More than 150 boats have paid up for the 21st running of the Baja Ha-Ha Cruisers’ Rally, from San Diego to Cabo San Lucas, which starts October 27 with stops at Turtle Bay and Bahia Santa Maria. The deadline to enter is tonight at midnight, when the online registration form will close automatically.

One silver lining of Odile may be that the hills of Bahia Santa Maria will be abnormally verdant, as they were in 2009. That year we also saw a rare band of fog hovering over the western anchorage. 

latitude/Andy
© Latitude 38 Media, LLC

The number of entries is a pleasant surprise to the Grand Poobah. As some will remember, the Mexican IRS blundered terribly last year in the processing of foreign-owned boats in Mexico, a fiasco that gave the country a terrible black eye and scared the bejesus out of a lot of boat owners. As it turns out, it was a well-intended, albeit horribly executed element of Mexico’s getting its act together. The effort was not actually about seizing boats or even squeezing money out of foreign boat owners. It was about getting a comprehensive accounting of which boats were in their country.

That screw-up has led to new Temporary Import Permits and changes in various regulations. As we’ve written before, we strongly encourage people not to apply for their TIPs and tourist visas until early October, giving Mexico as long as possible to get their program straight.
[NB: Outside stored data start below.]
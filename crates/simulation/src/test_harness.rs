//! # TestTrain: headless integration test harness
//!
//! Wraps a `bevy::app::App` with `SimulationPlugin` so integration tests and
//! benchmarks can drive trains through the real `FixedUpdate` schedule
//! without a window.

use std::time::Duration;

use bevy::app::App;
use bevy::ecs::event::Events;
use bevy::prelude::*;
use bevy::time::TimeUpdateStrategy;

use crate::brake_settings::BrakeSimSettings;
use crate::brakes::CarBrakeParams;
use crate::config::FIXED_TICK_HZ;
use crate::events::{BrakeSoundEvent, DerailmentWarning};
use crate::train::{
    BrakeCommand, BrakeCommandKind, CarKind, CarPhysics, LocomotiveAirParams, RailCar, Train,
    TrainId, TrainRoster,
};
use crate::{SimulationPlugin, TickCounter};

/// Length of one fixed tick.
pub fn fixed_tick() -> Duration {
    Duration::from_secs_f64(1.0 / FIXED_TICK_HZ)
}

/// A locomotive with default air parameters.
pub fn locomotive(name: &str) -> RailCar {
    let physics = CarPhysics {
        mass_kg: 120_000.0,
        length_m: 20.0,
        axles: 6,
        ..Default::default()
    };
    RailCar::locomotive(
        name,
        physics,
        CarBrakeParams::single_pipe(),
        LocomotiveAirParams::default(),
    )
}

/// A loaded freight wagon with a single-pipe brake.
pub fn freight_wagon(name: &str) -> RailCar {
    RailCar::wagon(
        name,
        CarKind::Freight,
        CarPhysics::default(),
        CarBrakeParams::single_pipe(),
    )
}

/// One locomotive followed by `wagons` freight wagons, brakes charged.
pub fn freight_consist(name: &str, wagons: usize) -> Train {
    let mut cars = vec![locomotive("loco")];
    cars.extend((0..wagons).map(|i| freight_wagon(&format!("wagon{}", i + 1))));
    Train::new(name, cars)
}

/// A headless Bevy App wrapping `SimulationPlugin` for integration testing.
///
/// Every `app.update()` advances time by exactly one fixed tick, so `tick(n)`
/// runs `FixedUpdate` exactly `n` times.
pub struct TestTrain {
    app: App,
}

impl Default for TestTrain {
    fn default() -> Self {
        Self::new()
    }
}

impl TestTrain {
    // -----------------------------------------------------------------------
    // Constructors
    // -----------------------------------------------------------------------

    /// An app with no trains.
    pub fn new() -> Self {
        let mut app = App::new();
        app.add_plugins(MinimalPlugins);
        app.add_plugins(SimulationPlugin);
        app.insert_resource(TimeUpdateStrategy::ManualDuration(fixed_tick()));

        // First update runs Startup and primes the clocks with a zero delta.
        app.update();
        Self { app }
    }

    /// An app with one freight consist of `wagons` wagons behind a locomotive.
    pub fn with_freight(wagons: usize) -> (Self, TrainId) {
        let mut sim = Self::new();
        let id = sim.add_train(freight_consist("freight", wagons));
        (sim, id)
    }

    // -----------------------------------------------------------------------
    // World setup
    // -----------------------------------------------------------------------

    pub fn with_settings(mut self, settings: BrakeSimSettings) -> Self {
        self.app.insert_resource(settings);
        self
    }

    /// Access to the wrapped app, for crates layering their own plugins on top.
    pub fn app_mut(&mut self) -> &mut App {
        &mut self.app
    }

    pub fn add_train(&mut self, train: Train) -> TrainId {
        self.app.world_mut().resource_mut::<TrainRoster>().add(train)
    }

    /// Queue a command; it is applied in `PreSim` of the next tick.
    pub fn send(&mut self, train: TrainId, kind: BrakeCommandKind) {
        self.app
            .world_mut()
            .send_event(BrakeCommand { train, kind });
    }

    /// Mutate a train in place between ticks.
    pub fn with_train_mut(&mut self, id: TrainId, f: impl FnOnce(&mut Train)) {
        if let Some(train) = self
            .app
            .world_mut()
            .resource_mut::<TrainRoster>()
            .get_mut(id)
        {
            f(train);
        }
    }

    // -----------------------------------------------------------------------
    // Simulation
    // -----------------------------------------------------------------------

    /// Run `n` fixed-update ticks.
    pub fn tick(&mut self, n: u32) {
        for _ in 0..n {
            self.app.update();
        }
    }

    /// Run `n` ticks and collect every sound event they send.
    pub fn tick_collecting_sounds(&mut self, n: u32) -> Vec<BrakeSoundEvent> {
        let mut collected = Vec::new();
        for _ in 0..n {
            self.app.update();
            collected.extend(self.sound_events());
        }
        collected
    }

    /// Run `n` ticks and collect every derailment warning they raise.
    pub fn tick_collecting_warnings(&mut self, n: u32) -> Vec<DerailmentWarning> {
        let mut collected = Vec::new();
        for _ in 0..n {
            self.app.update();
            collected.extend(self.derailment_warnings());
        }
        collected
    }

    /// Run whole seconds of simulated time.
    pub fn run_seconds(&mut self, seconds: f32) {
        let ticks = (seconds as f64 * FIXED_TICK_HZ).round() as u32;
        self.tick(ticks);
    }

    // -----------------------------------------------------------------------
    // Queries
    // -----------------------------------------------------------------------

    pub fn world_mut(&mut self) -> &mut World {
        self.app.world_mut()
    }

    pub fn resource<T: Resource>(&self) -> &T {
        self.app.world().resource::<T>()
    }

    pub fn roster(&self) -> &TrainRoster {
        self.resource::<TrainRoster>()
    }

    /// Panics if `id` is not in the roster.
    pub fn train(&self, id: TrainId) -> &Train {
        match self.roster().get(id) {
            Some(train) => train,
            None => panic!("train {id} is not in the roster"),
        }
    }

    pub fn tick_count(&self) -> u64 {
        self.resource::<TickCounter>().0
    }

    /// Sound events sent during the most recent tick.
    pub fn sound_events(&self) -> Vec<BrakeSoundEvent> {
        self.app
            .world()
            .resource::<Events<BrakeSoundEvent>>()
            .iter_current_update_events()
            .copied()
            .collect()
    }

    /// Derailment warnings raised during the most recent tick.
    pub fn derailment_warnings(&self) -> Vec<DerailmentWarning> {
        self.app
            .world()
            .resource::<Events<DerailmentWarning>>()
            .iter_current_update_events()
            .copied()
            .collect()
    }
}
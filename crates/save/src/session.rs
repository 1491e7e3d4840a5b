// ---------------------------------------------------------------------------
// session – whole-session save built from the SaveableRegistry
// ---------------------------------------------------------------------------

use std::collections::BTreeMap;
use std::path::Path;

use bevy::prelude::*;
use bitcode::{Decode, Encode};
use simulation::{SaveableRegistry, TickCounter};

use crate::atomic_write::atomic_write;
use crate::file_header::{read_payload, wrap_with_header, SaveKind};
use crate::save_error::SaveError;

/// Current session payload version. Bump when the payload layout changes.
pub const SESSION_VERSION: u32 = 1;

/// Payload of a session save: one opaque blob per registered `Saveable`.
#[derive(Debug, Clone, Default, PartialEq, Encode, Decode)]
pub struct SessionData {
    pub version: u32,
    pub tick: u64,
    pub extensions: BTreeMap<String, Vec<u8>>,
}

/// Collect every registered saveable from the world.
pub fn collect_session(world: &mut World) -> SessionData {
    let tick = world.get_resource::<TickCounter>().map_or(0, |t| t.0);
    let extensions = world.resource_scope(|world, registry: Mut<SaveableRegistry>| {
        registry.save_all(world)
    });
    SessionData {
        version: SESSION_VERSION,
        tick,
        extensions,
    }
}

/// Reset every registered saveable, then load whatever the session holds.
/// Keys the session lacks stay at their defaults.
pub fn apply_session(world: &mut World, data: &SessionData) {
    world.resource_scope(|world, registry: Mut<SaveableRegistry>| {
        registry.reset_all(world);
        registry.load_all(world, &data.extensions);
    });
    if let Some(mut tick) = world.get_resource_mut::<TickCounter>() {
        tick.0 = data.tick;
    }
}

pub fn encode_session(data: &SessionData) -> Vec<u8> {
    wrap_with_header(&bitcode::encode(data), SaveKind::Session, data.tick, true)
}

pub fn decode_session(bytes: &[u8]) -> Result<SessionData, SaveError> {
    let (_, payload) = read_payload(bytes, SaveKind::Session)?;
    let data: SessionData = bitcode::decode(&payload)?;
    if data.version > SESSION_VERSION {
        return Err(SaveError::VersionMismatch {
            expected_max: SESSION_VERSION,
            found: data.version,
        });
    }
    Ok(data)
}

/// Save the session to `path`. Returns the number of bytes written.
pub fn save_session(world: &mut World, path: impl AsRef<Path>) -> Result<usize, SaveError> {
    let bytes = encode_session(&collect_session(world));
    atomic_write(path, &bytes)?;
    Ok(bytes.len())
}

/// Load a session from `path`. The world is only touched once the file has
/// been fully read and decoded. Returns the restored tick.
pub fn load_session(world: &mut World, path: impl AsRef<Path>) -> Result<u64, SaveError> {
    let bytes = std::fs::read(path)?;
    let data = decode_session(&bytes)?;
    apply_session(world, &data);
    Ok(data.tick)
}

#[cfg(test)]
mod tests {
    use super::*;
    use simulation::brake_settings::BrakeSimSettings;
    use simulation::test_harness::TestTrain;

    #[test]
    fn test_session_round_trip_restores_roster_and_tick() {
        let (mut sim, id) = TestTrain::with_freight(3);
        sim.run_seconds(2.0);
        let data = collect_session(sim.world_mut());
        assert_eq!(data.tick, sim.tick_count());

        let decoded = decode_session(&encode_session(&data)).unwrap();
        assert_eq!(decoded, data);

        let mut restored = TestTrain::new();
        apply_session(restored.world_mut(), &decoded);
        assert_eq!(restored.train(id), sim.train(id));
        assert_eq!(restored.tick_count(), sim.tick_count());
    }

    #[test]
    fn test_apply_resets_keys_missing_from_session() {
        let (mut sim, _) = TestTrain::with_freight(2);
        sim.world_mut().resource_mut::<BrakeSimSettings>().max_substeps = 7;

        apply_session(sim.world_mut(), &SessionData::default());
        assert!(sim.roster().is_empty());
        assert_eq!(*sim.resource::<BrakeSimSettings>(), BrakeSimSettings::default());
        assert_eq!(sim.tick_count(), 0);
    }

    #[test]
    fn test_newer_session_version_rejected() {
        let data = SessionData {
            version: SESSION_VERSION + 1,
            ..Default::default()
        };
        let err = decode_session(&encode_session(&data)).unwrap_err();
        assert!(matches!(err, SaveError::VersionMismatch { .. }), "{err}");
    }

    #[test]
    fn test_snapshot_file_is_not_a_session() {
        let bytes = wrap_with_header(&[0, 0, 0, 0], SaveKind::BrakeSnapshot, 0, false);
        assert!(matches!(
            decode_session(&bytes),
            Err(SaveError::WrongKind { .. })
        ));
    }

    #[test]
    fn test_failed_load_leaves_world_untouched() {
        let (mut sim, id) = TestTrain::with_freight(2);
        let before = sim.train(id).clone();
        let path = std::env::temp_dir().join(format!(
            "railbrake_missing_session_{}.rbrk",
            std::process::id()
        ));
        let _ = std::fs::remove_file(&path);

        assert!(matches!(
            load_session(sim.world_mut(), &path),
            Err(SaveError::Io(_))
        ));
        assert_eq!(sim.train(id), &before);
    }
}
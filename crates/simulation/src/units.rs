//! Pressure display units and formatting.
//!
//! All pressures are stored internally in psi. Conversion happens only when
//! a value is formatted for display.

use bitcode::{Decode, Encode};
use serde::{Deserialize, Serialize};

const KPA_PER_PSI: f32 = 6.894_757;
const BAR_PER_PSI: f32 = 0.068_947_57;
const INHG_PER_PSI: f32 = 2.036_021;
const KGF_CM2_PER_PSI: f32 = 0.070_306_96;

#[derive(
    Debug, Clone, Copy, PartialEq, Eq, Hash, Default, Serialize, Deserialize, Encode, Decode,
)]
pub enum PressureUnit {
    #[default]
    Psi,
    InHg,
    Bar,
    KPa,
    KgfPerCm2,
}

impl PressureUnit {
    pub fn from_psi(self, psi: f32) -> f32 {
        match self {
            Self::Psi => psi,
            Self::InHg => psi * INHG_PER_PSI,
            Self::Bar => psi * BAR_PER_PSI,
            Self::KPa => psi * KPA_PER_PSI,
            Self::KgfPerCm2 => psi * KGF_CM2_PER_PSI,
        }
    }

    pub fn to_psi(self, value: f32) -> f32 {
        match self {
            Self::Psi => value,
            Self::InHg => value / INHG_PER_PSI,
            Self::Bar => value / BAR_PER_PSI,
            Self::KPa => value / KPA_PER_PSI,
            Self::KgfPerCm2 => value / KGF_CM2_PER_PSI,
        }
    }

    pub fn suffix(self) -> &'static str {
        match self {
            Self::Psi => "psi",
            Self::InHg => "inHg",
            Self::Bar => "bar",
            Self::KPa => "kPa",
            Self::KgfPerCm2 => "kgf/cm²",
        }
    }

    fn decimals(self) -> usize {
        match self {
            Self::Psi | Self::InHg | Self::KPa => 0,
            Self::Bar | Self::KgfPerCm2 => 2,
        }
    }
}

/// Format a psi value in `unit`, optionally followed by the unit suffix.
pub fn format_pressure(psi: f32, unit: PressureUnit, show_unit: bool) -> String {
    let value = unit.from_psi(psi);
    let decimals = unit.decimals();
    if show_unit {
        format!("{value:.decimals$} {}", unit.suffix())
    } else {
        format!("{value:.decimals$}")
    }
}

/// Brake system components that carry their own display unit.
#[derive(Debug, Clone, Copy, PartialEq, Eq, Hash)]
pub enum BrakeComponent {
    BrakeCylinder,
    BrakePipe,
    AuxiliaryReservoir,
    EmergencyReservoir,
    MainReservoir,
    MainReservoirPipe,
    EqualizingReservoir,
}

/// Per-component display units, chosen by the caller.
#[derive(Debug, Clone, Copy, PartialEq, Eq, Default, Serialize, Deserialize, Encode, Decode)]
#[serde(default)]
pub struct BrakeDisplayUnits {
    pub brake_cylinder: PressureUnit,
    pub brake_pipe: PressureUnit,
    pub auxiliary_reservoir: PressureUnit,
    pub emergency_reservoir: PressureUnit,
    pub main_reservoir: PressureUnit,
    pub main_reservoir_pipe: PressureUnit,
    pub equalizing_reservoir: PressureUnit,
}

impl BrakeDisplayUnits {
    pub fn uniform(unit: PressureUnit) -> Self {
        Self {
            brake_cylinder: unit,
            brake_pipe: unit,
            auxiliary_reservoir: unit,
            emergency_reservoir: unit,
            main_reservoir: unit,
            main_reservoir_pipe: unit,
            equalizing_reservoir: unit,
        }
    }

    /// Bar everywhere except the brake cylinder, which is commonly read in kPa.
    pub fn metric() -> Self {
        Self {
            brake_cylinder: PressureUnit::KPa,
            ..Self::uniform(PressureUnit::Bar)
        }
    }

    pub fn get(&self, component: BrakeComponent) -> PressureUnit {
        match component {
            BrakeComponent::BrakeCylinder => self.brake_cylinder,
            BrakeComponent::BrakePipe => self.brake_pipe,
            BrakeComponent::AuxiliaryReservoir => self.auxiliary_reservoir,
            BrakeComponent::EmergencyReservoir => self.emergency_reservoir,
            BrakeComponent::MainReservoir => self.main_reservoir,
            BrakeComponent::MainReservoirPipe => self.main_reservoir_pipe,
            BrakeComponent::EqualizingReservoir => self.equalizing_reservoir,
        }
    }

    /// Format `psi` in the unit configured for `component`.
    pub fn format(&self, component: BrakeComponent, psi: f32) -> String {
        format_pressure(psi, self.get(component), true)
    }
}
The new TIP procedure alone is going to eliminate almost all of the confusion and heartache that was caused last year.

What about Hurricane Odile? Although it’s a little early to know for sure, we don’t believe it will have much effect on the Ha-Ha, which doesn’t start for another six weeks. We base this on the fact that in 1993 we did a Long Beach YC event to Cabo in which the fleet was temporarily held at Turtle Bay because a big storm — although not a hurricane — had devastated the Cape. We’re talking about all water and electricity beyond the marina being lost, main roads being wiped out by walls of mud, entire golf course holes sliding into the Pacific, and much more. When the fleet pulled in a few days later, it was almost as though nothing had happened, as boaters can be so much more independent. But only time will tell.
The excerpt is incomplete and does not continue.